Neoplastic macrovascular invasion represents an independent risk factor for dismal survival in sorafenib treatment for hepatocellular carcinoma

Aim: Sorafenib efficacy and safety in advanced hepatocellular carcinoma (HCC) have been demonstrated in two randomized international clinical trials and in clinical practice studies. Because of poor survival advantage, to identify clinical and biological parameters remains an unmet clinical need. Methods: Eighty-four patients treated with sorafenib were evaluated for response to therapy and prognostic factors possibly associated with survival. Results: Median overall survival was 8.5 months.
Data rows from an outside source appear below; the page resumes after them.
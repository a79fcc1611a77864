use axum::extract::{Path, State};
use axum::Json;
use serde::{Deserialize, Serialize};
use serde_json::{json, Value};
use std::future::Future;
use std::sync::Arc;
use uuid::Uuid;

use crate::api::AppState;
use crate::db::models::{
    DepositRecord, DepositSource, UnmatchedDeposit, WithdrawalRecord,
};
use crate::error::{ApiError, Result};
use crate::ledger::deposits::DepositInput;
use crate::ledger::staking::AccrualSummary;
use crate::middleware::AdminUser;
use crate::scanner::ScannerStatus;

#[derive(Debug, Deserialize)]
pub struct ReviewRequest {
    pub notes: Option<String>,
}

#[derive(Debug, Deserialize)]
pub struct BulkReviewRequest {
    pub ids: Vec<Uuid>,
    pub notes: Option<String>,
}

#[derive(Debug, Serialize)]
pub struct BulkItemResult {
    pub id: Uuid,
    pub ok: bool,
    #[serde(skip_serializing_if = "Option::is_none")]
    pub error: Option<String>,
}

#[derive(Debug, Serialize)]
pub struct BulkReviewResponse {
    pub succeeded: u32,
    pub failed: u32,
    pub results: Vec<BulkItemResult>,
}

/// Bulk review is best-effort per item: one bad id does not roll back the rest,
/// and each item reports its own outcome.
async fn bulk_review<F, Fut>(ids: Vec<Uuid>, review: F) -> Result<Json<BulkReviewResponse>>
where
    F: Fn(Uuid) -> Fut,
    Fut: Future<Output = Result<()>>,
{
    if ids.is_empty() {
        return Err(ApiError::Validation("ids must not be empty".to_string()));
    }
    if ids.len() > 100 {
        return Err(ApiError::Validation(
            "at most 100 ids per bulk request".to_string(),
        ));
    }

    let mut results = Vec::with_capacity(ids.len());
    let mut succeeded = 0;
    let mut failed = 0;

    for id in ids {
        match review(id).await {
            Ok(()) => {
                succeeded += 1;
                results.push(BulkItemResult {
                    id,
                    ok: true,
                    error: None,
                });
            }
            Err(e) => {
                failed += 1;
                results.push(BulkItemResult {
                    id,
                    ok: false,
                    error: Some(e.to_string()),
                });
            }
        }
    }

    Ok(Json(BulkReviewResponse {
        succeeded,
        failed,
        results,
    }))
}

pub async fn pending_deposits(
    State(state): State<Arc<AppState>>,
    AdminUser(_): AdminUser,
) -> Result<Json<Vec<DepositRecord>>> {
    let deposits = state.deposits.list_pending().await?;
    Ok(Json(deposits))
}

pub async fn approve_deposit(
    State(state): State<Arc<AppState>>,
    AdminUser(admin): AdminUser,
    Path(id): Path<Uuid>,
    Json(request): Json<ReviewRequest>,
) -> Result<Json<Value>> {
    tracing::info!("Admin {} approving deposit {}", admin.username, id);
    let outcome = state.deposits.approve_by_id(id, request.notes).await?;
    Ok(Json(json!({
        "deposit": outcome.deposit,
        "credited": outcome.credited,
    })))
}

pub async fn reject_deposit(
    State(state): State<Arc<AppState>>,
    AdminUser(admin): AdminUser,
    Path(id): Path<Uuid>,
    Json(request): Json<ReviewRequest>,
) -> Result<Json<DepositRecord>> {
    tracing::info!("Admin {} rejecting deposit {}", admin.username, id);
    let deposit = state.deposits.reject_by_id(id, request.notes).await?;
    Ok(Json(deposit))
}

pub async fn bulk_approve_deposits(
    State(state): State<Arc<AppState>>,
    AdminUser(admin): AdminUser,
    Json(request): Json<BulkReviewRequest>,
) -> Result<Json<BulkReviewResponse>> {
    tracing::info!(
        "Admin {} bulk-approving {} deposits",
        admin.username,
        request.ids.len()
    );
    let notes = request.notes;
    bulk_review(request.ids, move |id| {
        let state = state.clone();
        let notes = notes.clone();
        async move { state.deposits.approve_by_id(id, notes).await.map(|_| ()) }
    })
    .await
}

pub async fn bulk_reject_deposits(
    State(state): State<Arc<AppState>>,
    AdminUser(admin): AdminUser,
    Json(request): Json<BulkReviewRequest>,
) -> Result<Json<BulkReviewResponse>> {
    tracing::info!(
        "Admin {} bulk-rejecting {} deposits",
        admin.username,
        request.ids.len()
    );
    let notes = request.notes;
    bulk_review(request.ids, move |id| {
        let state = state.clone();
        let notes = notes.clone();
        async move { state.deposits.reject_by_id(id, notes).await.map(|_| ()) }
    })
    .await
}

pub async fn pending_withdrawals(
    State(state): State<Arc<AppState>>,
    AdminUser(_): AdminUser,
) -> Result<Json<Vec<WithdrawalRecord>>> {
    let withdrawals = state.withdrawals.list_pending().await?;
    Ok(Json(withdrawals))
}

pub async fn approve_withdrawal(
    State(state): State<Arc<AppState>>,
    AdminUser(admin): AdminUser,
    Path(id): Path<Uuid>,
    Json(request): Json<ReviewRequest>,
) -> Result<Json<WithdrawalRecord>> {
    tracing::info!("Admin {} approving withdrawal {}", admin.username, id);
    let withdrawal = state.withdrawals.approve(id, request.notes).await?;
    Ok(Json(withdrawal))
}

pub async fn reject_withdrawal(
    State(state): State<Arc<AppState>>,
    AdminUser(admin): AdminUser,
    Path(id): Path<Uuid>,
    Json(request): Json<ReviewRequest>,
) -> Result<Json<WithdrawalRecord>> {
    tracing::info!("Admin {} rejecting withdrawal {}", admin.username, id);
    let withdrawal = state.withdrawals.reject(id, request.notes).await?;
    Ok(Json(withdrawal))
}

pub async fn bulk_approve_withdrawals(
    State(state): State<Arc<AppState>>,
    AdminUser(admin): AdminUser,
    Json(request): Json<BulkReviewRequest>,
) -> Result<Json<BulkReviewResponse>> {
    tracing::info!(
        "Admin {} bulk-approving {} withdrawals",
        admin.username,
        request.ids.len()
    );
    let notes = request.notes;
    bulk_review(request.ids, move |id| {
        let state = state.clone();
        let notes = notes.clone();
        async move { state.withdrawals.approve(id, notes).await.map(|_| ()) }
    })
    .await
}

pub async fn bulk_reject_withdrawals(
    State(state): State<Arc<AppState>>,
    AdminUser(admin): AdminUser,
    Json(request): Json<BulkReviewRequest>,
) -> Result<Json<BulkReviewResponse>> {
    tracing::info!(
        "Admin {} bulk-rejecting {} withdrawals",
        admin.username,
        request.ids.len()
    );
    let notes = request.notes;
    bulk_review(request.ids, move |id| {
        let state = state.clone();
        let notes = notes.clone();
        async move { state.withdrawals.reject(id, notes).await.map(|_| ()) }
    })
    .await
}

pub async fn unmatched_deposits(
    State(state): State<Arc<AppState>>,
    AdminUser(_): AdminUser,
) -> Result<Json<Vec<UnmatchedDeposit>>> {
    let unmatched: Vec<UnmatchedDeposit> = sqlx::query_as(
        "SELECT * FROM unmatched_deposits WHERE resolved = FALSE \
         ORDER BY block_number ASC LIMIT 200",
    )
    .fetch_all(&state.db_pool)
    .await?;
    Ok(Json(unmatched))
}

#[derive(Debug, Deserialize)]
pub struct ResolveRequest {
    /// The user the admin attributes this transfer to.
    pub user_id: Uuid,
}

/// Attributes an unmatched transfer to a user and credits it. Re-resolving the
/// same transfer is caught by the hash uniqueness in the deposit ledger.
pub async fn resolve_unmatched(
    State(state): State<Arc<AppState>>,
    AdminUser(admin): AdminUser,
    Path(id): Path<Uuid>,
    Json(request): Json<ResolveRequest>,
) -> Result<Json<Value>> {
    let unmatched: UnmatchedDeposit =
        sqlx::query_as("SELECT * FROM unmatched_deposits WHERE id = $1")
            .bind(id)
            .fetch_optional(&state.db_pool)
            .await?
            .ok_or_else(|| ApiError::NotFound(format!("unmatched deposit {}", id)))?;

    if unmatched.resolved {
        return Err(ApiError::Conflict(format!(
            "unmatched deposit {} is already resolved",
            id
        )));
    }

    let exists: Option<Uuid> = sqlx::query_scalar("SELECT id FROM users WHERE id = $1")
        .bind(request.user_id)
        .fetch_optional(&state.db_pool)
        .await?;
    if exists.is_none() {
        return Err(ApiError::NotFound(format!("user {}", request.user_id)));
    }

    tracing::info!(
        "Admin {} resolving unmatched transfer {} to user {}",
        admin.username,
        unmatched.tx_hash,
        request.user_id
    );

    let outcome = state
        .deposits
        .credit(DepositInput {
            user_id: request.user_id,
            source: DepositSource::Wallet,
            amount: unmatched.amount,
            tx_hash: Some(unmatched.tx_hash.clone()),
            confirmations: 0,
            force: true,
            description: Some("resolved from unmatched transfers".to_string()),
            proof_image_url: None,
        })
        .await?;

    sqlx::query("UPDATE unmatched_deposits SET resolved = TRUE WHERE id = $1")
        .bind(id)
        .execute(&state.db_pool)
        .await?;

    Ok(Json(json!({
        "deposit": outcome.deposit,
        "credited": outcome.credited,
    })))
}

pub async fn scanner_status(
    State(state): State<Arc<AppState>>,
    AdminUser(_): AdminUser,
) -> Result<Json<ScannerStatus>> {
    let status = state.scanner.status().await?;
    Ok(Json(status))
}

/// Manual accrual trigger, same sweep the background task runs on its interval.
pub async fn trigger_accrual(
    State(state): State<Arc<AppState>>,
    AdminUser(admin): AdminUser,
) -> Result<Json<AccrualSummary>> {
    tracing::info!("Admin {} triggered an accrual sweep", admin.username);
    let summary = state.staking.process_rewards().await?;
    Ok(Json(summary))
}
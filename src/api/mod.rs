pub mod account;
pub mod admin;
pub mod auth;
pub mod deposits;
pub mod health;
pub mod staking;
pub mod wallet;
pub mod withdrawals;

use axum::routing::{get, post};
use axum::Router;
use sqlx::PgPool;
use std::sync::Arc;

use crate::config::Config;
use crate::ledger::{
    DepositLedger, StakeAccrualEngine, WalletProofService, WithdrawalProcessor,
};
use crate::scanner::ChainScanner;

pub struct AppState {
    pub db_pool: PgPool,
    pub config: Config,
    pub wallet_proof: WalletProofService,
    pub deposits: Arc<DepositLedger>,
    pub staking: StakeAccrualEngine,
    pub withdrawals: WithdrawalProcessor,
    pub scanner: Arc<ChainScanner>,
}

pub fn router(state: Arc<AppState>) -> Router {
    Router::new()
        // public
        .route("/health", get(health::health))
        .route("/auth/register", post(auth::register))
        .route("/staking/tiers", get(staking::tiers))
        // authenticated
        .route("/balance", get(account::balance))
        .route("/referrals", get(account::referrals))
        .route("/wallet/deposit-address", get(wallet::deposit_address))
        .route("/wallet/links", get(wallet::links))
        .route("/wallet/challenge", post(wallet::challenge))
        .route("/wallet/confirm", post(wallet::confirm))
        .route("/deposits", get(deposits::list))
        .route("/deposits/report", post(deposits::report))
        .route("/staking/stakes", get(staking::list).post(staking::stake))
        .route("/staking/stakes/:id/withdraw", post(staking::withdraw))
        .route(
            "/withdrawals",
            get(withdrawals::list).post(withdrawals::request),
        )
        // admin
        .route("/admin/deposits/pending", get(admin::pending_deposits))
        .route("/admin/deposits/:id/approve", post(admin::approve_deposit))
        .route("/admin/deposits/:id/reject", post(admin::reject_deposit))
        .route(
            "/admin/deposits/bulk-approve",
            post(admin::bulk_approve_deposits),
        )
        .route(
            "/admin/deposits/bulk-reject",
            post(admin::bulk_reject_deposits),
        )
        .route(
            "/admin/withdrawals/pending",
            get(admin::pending_withdrawals),
        )
        .route(
            "/admin/withdrawals/:id/approve",
            post(admin::approve_withdrawal),
        )
        .route(
            "/admin/withdrawals/:id/reject",
            post(admin::reject_withdrawal),
        )
        .route(
            "/admin/withdrawals/bulk-approve",
            post(admin::bulk_approve_withdrawals),
        )
        .route(
            "/admin/withdrawals/bulk-reject",
            post(admin::bulk_reject_withdrawals),
        )
        .route("/admin/unmatched", get(admin::unmatched_deposits))
        .route("/admin/unmatched/:id/resolve", post(admin::resolve_unmatched))
        .route("/admin/scanner/status", get(admin::scanner_status))
        .route("/admin/staking/accrue", post(admin::trigger_accrual))
        .with_state(state)
}
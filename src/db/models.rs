use chrono::{DateTime, Utc};
use rust_decimal::Decimal;
use serde::{Deserialize, Serialize};
use sqlx::Type;
use uuid::Uuid;

#[derive(Debug, Clone, Serialize, Deserialize, sqlx::FromRow)]
pub struct User {
    pub id: Uuid,
    pub username: String,
    pub referral_code: String,
    // weak back-reference to the referrer; the chain is not guaranteed acyclic
    pub referred_by: Option<Uuid>,
    pub is_admin: bool,
    #[serde(skip_serializing)]
    pub api_token: String,
    pub deposit_address: Option<String>,
    pub created_at: DateTime<Utc>,
}

/// The four pools are independent buckets; every mutation goes through a guarded
/// UPDATE so no pool can go negative under concurrent requests.
#[derive(Debug, Clone, Serialize, Deserialize, sqlx::FromRow)]
pub struct Balance {
    pub user_id: Uuid,
    pub main: Decimal,
    pub staking: Decimal,
    pub mining: Decimal,
    pub referral: Decimal,
    pub total_earned: Decimal,
    pub updated_at: DateTime<Utc>,
}

#[derive(Debug, Clone, Copy, PartialEq, Eq, Serialize, Deserialize, Type)]
#[sqlx(type_name = "balance_pool", rename_all = "lowercase")]
#[serde(rename_all = "lowercase")]
pub enum BalancePool {
    Main,
    Staking,
    Mining,
    Referral,
}

#[derive(Debug, Clone, Serialize, Deserialize, sqlx::FromRow)]
pub struct WalletLink {
    pub id: Uuid,
    pub user_id: Uuid,
    pub address: String,
    pub verified_at: DateTime<Utc>,
}

#[derive(Debug, Clone, Serialize, Deserialize, sqlx::FromRow)]
pub struct WalletChallenge {
    pub id: Uuid,
    pub user_id: Uuid,
    pub address: String,
    pub nonce: String,
    pub message: String,
    pub issued_at: DateTime<Utc>,
    pub expires_at: DateTime<Utc>,
    pub consumed: bool,
}

#[derive(Debug, Clone, Copy, PartialEq, Eq, Serialize, Deserialize, Type)]
#[sqlx(type_name = "deposit_source", rename_all = "lowercase")]
#[serde(rename_all = "lowercase")]
pub enum DepositSource {
    /// Transfer to a linked or assigned address, observed by the scanner.
    Wallet,
    /// Chain-verified transfer that did not land on a linked address.
    Exchange,
    /// User-reported deposit with no verifiable on-chain match.
    Manual,
}

#[derive(Debug, Clone, Copy, PartialEq, Eq, Serialize, Deserialize, Type)]
#[sqlx(type_name = "deposit_status", rename_all = "lowercase")]
#[serde(rename_all = "lowercase")]
pub enum DepositStatus {
    Pending,
    Verified,
    Approved,
    Rejected,
}

#[derive(Debug, Clone, Serialize, Deserialize, sqlx::FromRow)]
pub struct DepositRecord {
    pub id: Uuid,
    pub user_id: Uuid,
    pub source: DepositSource,
    /// Stable-asset units as reported or observed on chain.
    pub amount: Decimal,
    /// XNRT credited on approval (amount x conversion rate).
    pub converted_amount: Decimal,
    pub tx_hash: Option<String>,
    pub confirmations: i32,
    pub status: DepositStatus,
    pub description: Option<String>,
    pub proof_image_url: Option<String>,
    pub admin_notes: Option<String>,
    pub created_at: DateTime<Utc>,
    pub updated_at: DateTime<Utc>,
}

#[derive(Debug, Clone, Serialize, Deserialize, sqlx::FromRow)]
pub struct UnmatchedDeposit {
    pub id: Uuid,
    pub tx_hash: String,
    pub from_address: String,
    pub to_address: String,
    pub amount: Decimal,
    pub block_number: i64,
    pub resolved: bool,
    pub created_at: DateTime<Utc>,
}

#[derive(Debug, Clone, Copy, PartialEq, Eq, Serialize, Deserialize, Type)]
#[sqlx(type_name = "stake_status", rename_all = "lowercase")]
#[serde(rename_all = "lowercase")]
pub enum StakeStatus {
    Active,
    Completed,
    Withdrawn,
}

#[derive(Debug, Clone, Serialize, Deserialize, sqlx::FromRow)]
pub struct Stake {
    pub id: Uuid,
    pub user_id: Uuid,
    pub tier: String,
    pub amount: Decimal,
    /// Percent per day, e.g. 1.1 for 1.1%.
    pub daily_rate: Decimal,
    pub duration_days: i64,
    pub start_date: DateTime<Utc>,
    pub end_date: DateTime<Utc>,
    /// Accrual checkpoint; advances in whole days only.
    pub last_accrued: DateTime<Utc>,
    pub accumulated_profit: Decimal,
    pub status: StakeStatus,
}

#[derive(Debug, Clone, Copy, PartialEq, Eq, Serialize, Deserialize, Type)]
#[sqlx(type_name = "withdrawal_status", rename_all = "lowercase")]
#[serde(rename_all = "lowercase")]
pub enum WithdrawalStatus {
    Pending,
    Approved,
    Rejected,
}

#[derive(Debug, Clone, Serialize, Deserialize, sqlx::FromRow)]
pub struct WithdrawalRecord {
    pub id: Uuid,
    pub user_id: Uuid,
    pub source: BalancePool,
    pub amount: Decimal,
    pub fee: Decimal,
    pub net_amount: Decimal,
    pub destination_address: String,
    pub status: WithdrawalStatus,
    pub admin_notes: Option<String>,
    pub created_at: DateTime<Utc>,
    pub updated_at: DateTime<Utc>,
}

#[derive(Debug, Clone, Serialize, Deserialize, sqlx::FromRow)]
pub struct ScannerState {
    pub last_processed_block: i64,
    pub updated_at: DateTime<Utc>,
}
Median duration of therapy was 2.5 months with a median daily dose of 800 mg (IQR 600-800). Dose was adjusted in 52% of patients. Radiological response to therapy showed a significant impact on survival. Child-Pugh score and neoplastic invasion of the portal system were negatively associated with survival. Continuation of sorafenib even at lower dose was positively correlated with survival. The multivariate analysis identified vascular invasion as the only independent variable: median survival of 5.5 months for neoplastic portal vein thrombosis compared to 12 months in the remaining subjects. Conclusion: A lower sorafenib daily dose is advantageous, even though the reason of this association cannot be explained at present. Neoplastic portal vein thrombosis is strongly associated with dismal survival. Alternative or complementary treatment approaches should be studied in order to improve outcome in this subgroup of patients.